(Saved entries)
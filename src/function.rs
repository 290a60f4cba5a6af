//! Function values built from message text.
//!
//! `Int :: @ add 1` is a message function whose result is converted to `Int`.
//! A single-term body such as `length` is a selector function: the selector is
//! applied to the subject directly, without running the reducer.

use crate::context::{FlagScope, InvocationContext, InvocationFlags};
use crate::message::{MessageEngine, start_subcontext};
use crate::object::{Object, Value};
use crate::selector::{AffixedSelector, select_method};
use crate::types::{TypeDecl, construct_instance};
use crate::Error;
use std::sync::Arc;

const TYPE_INDICATOR: &str = "::";

#[derive(Debug, Clone, Copy, PartialEq, Eq)]
pub enum FunctionKind {
    /// Body is a message expression run by the reducer
    Message,
    /// Body is a single selector applied to the subject
    Selector,
}

#[derive(Debug, Clone, PartialEq)]
pub struct FunctionExpr {
    source: String,
    body: String,
    kind: FunctionKind,
    result_type: Option<TypeDecl>,
}

fn split_type_indicator(expr: &str) -> (Option<&str>, &str) {
    if let Some((head, rest)) = expr.split_once(char::is_whitespace) {
        if let Some(body) = rest.trim_start().strip_prefix(TYPE_INDICATOR) {
            if body.starts_with(char::is_whitespace) && !body.trim().is_empty() {
                return (Some(head), body.trim());
            }
        }
    }
    (None, expr)
}

/// Parse `[Type ::] body` into a function
pub fn parse_function(expression: &str) -> Result<FunctionExpr, Error> {
    let source = expression.trim();
    let (typename, body) = split_type_indicator(source);
    let result_type = typename.map(TypeDecl::parse).transpose()?;
    let kind = match body.split_whitespace().count() {
        0 => return Err(Error::ValueError("empty function expression".into())),
        1 => FunctionKind::Selector,
        _ => FunctionKind::Message,
    };
    Ok(FunctionExpr {
        source: source.to_string(),
        body: body.to_string(),
        kind,
        result_type,
    })
}

impl FunctionExpr {
    pub fn source(&self) -> &str {
        &self.source
    }

    pub fn body(&self) -> &str {
        &self.body
    }

    pub fn kind(&self) -> FunctionKind {
        self.kind
    }

    pub fn get_type_conversion(&self) -> Option<&TypeDecl> {
        self.result_type.as_ref()
    }

    /// Run in a fork whose subject is `subject`; the fork is kept in the
    /// caller's log.
    pub fn run(&self, subject: Object, ctx: &mut InvocationContext) -> Result<Object, Error> {
        let mut child = start_subcontext(ctx, subject)?;
        let result = self.run_here(&mut child);
        ctx.add_subcontext(child);
        result
    }

    /// Run against the context's current subject
    pub fn run_here(&self, ctx: &mut InvocationContext) -> Result<Object, Error> {
        let result = match self.kind {
            FunctionKind::Message => MessageEngine::new(&self.body).run_here(ctx, false)?,
            FunctionKind::Selector => self.run_selector(ctx)?,
        };
        self.convert_result(ctx, result)
    }

    fn run_selector(&self, ctx: &mut InvocationContext) -> Result<Object, Error> {
        let subject = ctx
            .subject_object()
            .cloned()
            .ok_or_else(|| Error::BadExpression(format!("'{}' needs a subject", self.body)))?;
        let selector = AffixedSelector::parse(&self.body);
        let prepared = select_method(ctx, selector.name(), Some(&subject), selector.modifiers())
            .and_then(|inv| inv.prepare_invoke(ctx, vec![subject]));
        match prepared {
            Ok(mut entry) => {
                entry.set_message(self.body.as_str());
                let index = ctx.begin_invocation();
                let result = entry.invoke(ctx)?;
                let failure = entry.exception.clone();
                ctx.finish_invocation(index, entry);
                match failure {
                    Some(e) if ctx.is_set_raise_error() => Err(e),
                    _ => Ok(result),
                }
            }
            Err(e) if e.is_interrupted() || ctx.is_set_raise_error() => Err(e),
            Err(e) => Ok(ctx.new_error_object(e, &self.body)),
        }
    }

    fn convert_result(&self, ctx: &mut InvocationContext, result: Object) -> Result<Object, Error> {
        match &self.result_type {
            Some(decl) if !result.is_error() => {
                let instance = decl.instantiate(ctx.type_module())?;
                construct_instance(&instance, ctx, result, &[])
            }
            _ => Ok(result),
        }
    }
}

/// One function run many times in a single sequential context.
///
/// The context reuses one invocation slot and raises errors instead of
/// containing them. Message functions keep their reducer between runs, so
/// after the first complete run the built messages are replayed.
#[derive(Debug)]
pub struct SequentialFunction {
    function: Arc<FunctionExpr>,
    context: InvocationContext,
    engine: MessageEngine,
    cache: bool,
}

impl SequentialFunction {
    pub fn new(function: Arc<FunctionExpr>, parent: &InvocationContext) -> Self {
        let engine = MessageEngine::new(function.body());
        SequentialFunction {
            function,
            context: parent.inherit_sequential(),
            engine,
            cache: true,
        }
    }

    pub fn function(&self) -> &FunctionExpr {
        &self.function
    }

    pub fn context(&self) -> &InvocationContext {
        &self.context
    }

    /// Rebuild messages from tokens on every run
    pub fn disable_cache(&mut self) {
        self.cache = false;
    }

    pub fn run(&mut self, subject: Object) -> Result<Object, Error> {
        self.context.set_subject(Some(subject));
        self.context.pop_exception();
        let result = match self.function.kind() {
            FunctionKind::Message => self.engine.run_here(&mut self.context, self.cache)?,
            FunctionKind::Selector => self.function.run_selector(&mut self.context)?,
        };
        self.function.convert_result(&mut self.context, result)
    }

    /// Run on a bare value and return a bare value
    pub fn call(&mut self, value: Value) -> Result<Value, Error> {
        let subject = self.context.new_object(value);
        Ok(self.run(subject)?.into_value())
    }
}

pub fn parse_sequential_function(
    expression: &str,
    ctx: &InvocationContext,
) -> Result<SequentialFunction, Error> {
    let function = parse_function(expression)?;
    Ok(SequentialFunction::new(Arc::new(function), ctx))
}

/// Evaluate `expression`, in a fork with `subject` when one is given
pub fn run_function(
    expression: &str,
    subject: Option<Object>,
    ctx: &mut InvocationContext,
    raise_error: bool,
) -> Result<Object, Error> {
    if raise_error {
        ctx.set_flags(InvocationFlags::RAISE_ERROR, FlagScope::InheritSet);
    }
    MessageEngine::new(expression).run_function(subject, ctx)
}

/// [`run_function`] that posts each message to the spirit before it runs
pub fn run_function_print_step(
    expression: &str,
    subject: Option<Object>,
    ctx: &mut InvocationContext,
    raise_error: bool,
) -> Result<Object, Error> {
    ctx.set_flags(InvocationFlags::PRINT_STEP, FlagScope::Now);
    run_function(expression, subject, ctx, raise_error)
}

#[cfg(test)]
#[expect(clippy::unwrap_used)] // test code OK
mod tests {
    use super::*;
    use crate::context::TempSpirit;

    #[test]
    fn test_parse_function() {
        let cases: Vec<(&str, &str, FunctionKind, Option<&str>)> = vec![
            ("length", "length", FunctionKind::Selector, None),
            ("  @ add 1 ", "@ add 1", FunctionKind::Message, None),
            ("Int :: @ add 1", "@ add 1", FunctionKind::Message, Some("Int")),
            ("Str :: upper", "upper", FunctionKind::Selector, Some("Str")),
            // indicator without a body is kept as the body
            ("Int ::", "Int ::", FunctionKind::Message, None),
            ("a::b c", "a::b c", FunctionKind::Message, None),
        ];
        for (expr, body, kind, typename) in cases {
            let f = parse_function(expr).unwrap();
            assert_eq!(f.body(), body, "{expr:?}");
            assert_eq!(f.kind(), kind, "{expr:?}");
            assert_eq!(
                f.get_type_conversion().map(|t| t.name.as_str()),
                typename,
                "{expr:?}"
            );
        }
        assert_eq!(parse_function("   ").err().unwrap().kind_name(), "ValueError");
    }

    #[test]
    fn test_run_selector_and_message_functions() {
        let mut ctx = InvocationContext::instant(None);
        let subject = ctx.new_object(Value::Str("GODZILLA".into()));

        let length = parse_function("length").unwrap();
        let result = length.run(subject.clone(), &mut ctx).unwrap();
        assert_eq!(result.value(), &Value::Int(8));

        let sliced = parse_function("@ slice: 1 -1").unwrap();
        let result = sliced.run(subject.clone(), &mut ctx).unwrap();
        assert_eq!(result.value(), &Value::Str("ODZILL".into()));

        let typed = parse_function("Float :: @ length").unwrap();
        let result = typed.run(subject, &mut ctx).unwrap();
        assert_eq!(result.get_typename(), "Float");
        assert_eq!(result.value(), &Value::Float(8.0));

        // every run left a fork in the log
        assert_eq!(ctx.get_subcontext_list().len(), 3);
    }

    #[test]
    fn test_selector_function_failure_is_an_object() {
        let mut ctx = InvocationContext::instant(None);
        let subject = ctx.new_object(Value::Int(3));
        let f = parse_function("non-existent-method").unwrap();
        let result = f.run(subject, &mut ctx).unwrap();
        assert_eq!(
            result.get_error().unwrap().error.kind_name(),
            "BadInstanceMethodInvocation"
        );
    }

    #[test]
    fn test_sequential_function_reuses_slot() {
        let ctx = InvocationContext::instant(None);
        let mut f = parse_sequential_function("@ * 2", &ctx).unwrap();
        let doubled: Vec<Value> = (1..=4).map(|n| f.call(Value::Int(n)).unwrap()).collect();
        assert_eq!(
            doubled,
            vec![Value::Int(2), Value::Int(4), Value::Int(6), Value::Int(8)]
        );
        assert_eq!(f.context().invocations().len(), 1);

        let mut div = parse_sequential_function("10 / @", &ctx).unwrap();
        assert_eq!(div.call(Value::Int(4)).unwrap(), Value::Float(2.5));
        assert_eq!(div.call(Value::Int(0)).err().unwrap(), Error::ZeroDivision);
        assert_eq!(div.call(Value::Int(5)).unwrap(), Value::Float(2.0));
    }

    #[test]
    fn test_run_function_raise_and_print_step() {
        let mut ctx = InvocationContext::instant(None);
        let result = run_function("1 / 0", None, &mut ctx, false).unwrap();
        assert!(result.is_error());

        let subject = ctx.new_object(Value::Int(0));
        let err = run_function("1 / @", Some(subject), &mut ctx, true).err().unwrap();
        assert_eq!(err.kind_name(), "ZeroDivisionError");

        let spirit = Arc::new(TempSpirit::new());
        let mut ctx = InvocationContext::builder().spirit(spirit.clone()).build();
        let subject = ctx.new_object(Value::Int(2));
        let result = run_function_print_step("@ + 1 * 3", Some(subject), &mut ctx, false).unwrap();
        assert_eq!(result.value(), &Value::Int(9));
        assert_eq!(spirit.messages(), vec!["@ + 1".to_string(), "* 3".to_string()]);
    }
}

» WHAT TO DO
Report each line of the data that includes the string "every".

» OUTPUT FOR THIS TASK
    /// Rebuild messages from tokens on every run
        // every run left a fork in the log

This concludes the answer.